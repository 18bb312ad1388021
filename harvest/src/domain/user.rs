use serde::{Deserialize, Serialize};

/// `GET /users/me`.
#[derive(Debug, Clone, PartialEq, Serialize, Deserialize)]
pub struct Me {
    pub id: u64,
    #[serde(default)]
    pub first_name: Option<String>,
    #[serde(default)]
    pub last_name: Option<String>,
    #[serde(default)]
    pub email: Option<String>,
}

impl Me {
    pub fn full_name(&self) -> String {
        format!(
            "{} {}",
            self.first_name.as_deref().unwrap_or_default(),
            self.last_name.as_deref().unwrap_or_default()
        )
        .trim()
        .to_string()
    }
}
****
DIRECTIONS: Give the listing again, word for word.

COMPLETED TASK:
repository 18bb312ad1388021
filename harvest/src/domain/user.rs
use serde::{Deserialize, Serialize};

/// `GET /users/me`.
#[derive(Debug, Clone, PartialEq, Serialize, Deserialize)]
pub struct Me {
    pub id: u64,
    #[serde(default)]
    pub first_name: Option<String>,
    #[serde(default)]
    pub last_name: Option<String>,
    #[serde(default)]
    pub email: Option<String>,
}

impl Me {
    pub fn full_name(&self) -> String {
        format!(
            "{} {}",
            self.first_name.as_deref().unwrap_or_default(),
            self.last_name.as_deref().unwrap_or_default()
        )
        .trim()
        .to_string()
    }
}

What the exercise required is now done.